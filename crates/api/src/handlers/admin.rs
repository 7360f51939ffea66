//! Handlers for the `/admin` resource (user management).
//!
//! All handlers require the `admin` role via [`RequireAdmin`].

use axum::extract::{Path, Query, State};
use axum::http::StatusCode;
use axum::Json;
use placement_core::error::CoreError;
use placement_core::pagination::{Page, PageParams};
use placement_core::types::DbId;
use placement_db::models::role::RoleRecord;
use placement_db::models::user::{CreateUser, UpdateUser, User, UserResponse};
use placement_db::repositories::{BaseRepo, Condition, RoleRepo, SessionRepo, UserRepo};
use serde::Deserialize;
use validator::Validate;

use crate::auth::password::hash_new_password;
use crate::error::{AppError, AppResult};
use crate::middleware::rbac::RequireAdmin;
use crate::response::DataResponse;
use crate::state::AppState;

// ---------------------------------------------------------------------------
// Request types
// ---------------------------------------------------------------------------

/// Request body for `POST /admin/users`. Unlike self-registration this may
/// create admin accounts.
#[derive(Debug, Deserialize, Validate)]
pub struct CreateUserRequest {
    #[validate(length(min = 3, max = 50))]
    pub username: String,
    #[validate(email)]
    pub email: String,
    pub password: String,
    pub role_id: DbId,
    #[validate(length(max = 200))]
    pub company_name: Option<String>,
    #[validate(length(max = 30))]
    pub phone: Option<String>,
}

/// Request body for `PUT /admin/users/{id}`.
#[derive(Debug, Deserialize, Validate)]
pub struct UpdateUserRequest {
    #[validate(length(min = 3, max = 50))]
    pub username: Option<String>,
    #[validate(email)]
    pub email: Option<String>,
    pub role_id: Option<DbId>,
    pub is_active: Option<bool>,
    #[validate(length(max = 200))]
    pub company_name: Option<String>,
    #[validate(length(max = 30))]
    pub phone: Option<String>,
}

/// Request body for `POST /admin/users/{id}/reset-password`.
#[derive(Debug, Deserialize)]
pub struct ResetPasswordRequest {
    pub new_password: String,
}

/// Query parameters for `GET /admin/users`.
#[derive(Debug, Deserialize)]
pub struct UserListQuery {
    pub role_id: Option<DbId>,
    pub is_active: Option<bool>,
    pub search: Option<String>,
    pub limit: Option<i64>,
    pub offset: Option<i64>,
}

// ---------------------------------------------------------------------------
// Handlers
// ---------------------------------------------------------------------------

/// GET /api/v1/admin/roles
///
/// Seeded roles, so admin clients can pick a `role_id`.
pub async fn list_roles(
    State(state): State<AppState>,
    RequireAdmin(_admin): RequireAdmin,
) -> AppResult<Json<DataResponse<Vec<RoleRecord>>>> {
    let roles = RoleRepo::list(&state.pool).await?;
    Ok(Json(DataResponse { data: roles }))
}

/// POST /api/v1/admin/users
///
/// Create a user of any role. Returns 201 with the safe [`UserResponse`].
pub async fn create_user(
    State(state): State<AppState>,
    RequireAdmin(admin): RequireAdmin,
    Json(input): Json<CreateUserRequest>,
) -> AppResult<(StatusCode, Json<DataResponse<UserResponse>>)> {
    input.validate()?;
    let hashed = hash_new_password(&input.password)?;

    let user = UserRepo::create(
        &state.pool,
        &CreateUser {
            username: input.username.trim().to_string(),
            email: input.email.trim().to_lowercase(),
            password_hash: hashed,
            role_id: input.role_id,
            company_name: input.company_name,
            phone: input.phone,
        },
    )
    .await?;

    tracing::info!(user_id = user.id, admin_id = admin.user_id, "Admin created user");

    Ok((
        StatusCode::CREATED,
        Json(DataResponse {
            data: UserResponse::from(&user),
        }),
    ))
}

/// GET /api/v1/admin/users
///
/// Paginated user list with resolved role names.
pub async fn list_users(
    State(state): State<AppState>,
    RequireAdmin(_admin): RequireAdmin,
    Query(query): Query<UserListQuery>,
) -> AppResult<Json<DataResponse<Page<UserResponse>>>> {
    let mut conditions = Vec::new();
    if let Some(role_id) = query.role_id {
        conditions.push(Condition::eq("role_id", role_id));
    }
    if let Some(is_active) = query.is_active {
        conditions.push(Condition::eq("is_active", is_active));
    }
    if let Some(search) = query.search.as_deref().filter(|s| !s.trim().is_empty()) {
        conditions.push(Condition::either(vec![
            Condition::contains("username", search.trim()),
            Condition::contains("email", search.trim()),
        ]));
    }

    let page = PageParams::new(query.limit, query.offset);
    let users = BaseRepo::<User>::list(&state.pool, &conditions, &page).await?;
    Ok(Json(DataResponse {
        data: users.map(|u| UserResponse::from(&u)),
    }))
}

/// GET /api/v1/admin/users/{id}
pub async fn get_user(
    State(state): State<AppState>,
    RequireAdmin(_admin): RequireAdmin,
    Path(id): Path<DbId>,
) -> AppResult<Json<DataResponse<UserResponse>>> {
    let user = UserRepo::find_by_id(&state.pool, id)
        .await?
        .ok_or(AppError::Core(CoreError::NotFound { entity: "User", id }))?;

    Ok(Json(DataResponse {
        data: UserResponse::from(&user),
    }))
}

/// PUT /api/v1/admin/users/{id}
///
/// Update profile fields, role or active flag (not the password).
pub async fn update_user(
    State(state): State<AppState>,
    RequireAdmin(admin): RequireAdmin,
    Path(id): Path<DbId>,
    Json(input): Json<UpdateUserRequest>,
) -> AppResult<Json<DataResponse<UserResponse>>> {
    input.validate()?;
    if id == admin.user_id && input.is_active == Some(false) {
        return Err(AppError::BadRequest("Cannot deactivate your own account".into()));
    }

    let update_dto = UpdateUser {
        username: input.username.map(|u| u.trim().to_string()),
        email: input.email.map(|e| e.trim().to_lowercase()),
        role_id: input.role_id,
        is_active: input.is_active,
        company_name: input.company_name,
        phone: input.phone,
    };

    let user = UserRepo::update(&state.pool, id, &update_dto)
        .await?
        .ok_or(AppError::Core(CoreError::NotFound { entity: "User", id }))?;

    if !user.is_active || update_dto.role_id.is_some() {
        // Existing tokens carry the old role or belong to a disabled account.
        SessionRepo::revoke_all_for_user(&state.pool, id).await?;
    }

    tracing::info!(user_id = id, admin_id = admin.user_id, "Admin updated user");

    Ok(Json(DataResponse {
        data: UserResponse::from(&user),
    }))
}

/// DELETE /api/v1/admin/users/{id}
///
/// Deactivate a user (`is_active = false`) and revoke their sessions.
/// Returns 204 No Content.
pub async fn deactivate_user(
    State(state): State<AppState>,
    RequireAdmin(admin): RequireAdmin,
    Path(id): Path<DbId>,
) -> AppResult<StatusCode> {
    if id == admin.user_id {
        return Err(AppError::BadRequest("Cannot deactivate your own account".into()));
    }
    if !UserRepo::deactivate(&state.pool, id).await? {
        return Err(AppError::Core(CoreError::NotFound { entity: "User", id }));
    }
    SessionRepo::revoke_all_for_user(&state.pool, id).await?;
    tracing::info!(user_id = id, admin_id = admin.user_id, "Admin deactivated user");
    Ok(StatusCode::NO_CONTENT)
}

/// POST /api/v1/admin/users/{id}/reset-password
///
/// Set a new password and sign the user out everywhere. Returns 204.
pub async fn reset_password(
    State(state): State<AppState>,
    RequireAdmin(admin): RequireAdmin,
    Path(id): Path<DbId>,
    Json(input): Json<ResetPasswordRequest>,
) -> AppResult<StatusCode> {
    let hashed = hash_new_password(&input.new_password)?;

    if !UserRepo::update_password(&state.pool, id, &hashed).await? {
        return Err(AppError::Core(CoreError::NotFound { entity: "User", id }));
    }
    SessionRepo::revoke_all_for_user(&state.pool, id).await?;
    tracing::info!(user_id = id, admin_id = admin.user_id, "Admin reset password");
    Ok(StatusCode::NO_CONTENT)
}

··········

• **PROBLEM REQUIREMENTS**
Your answer should be a single number: the count of lines in the entries that contain "email".

• **RESULT OF THIS EXERCISE**
7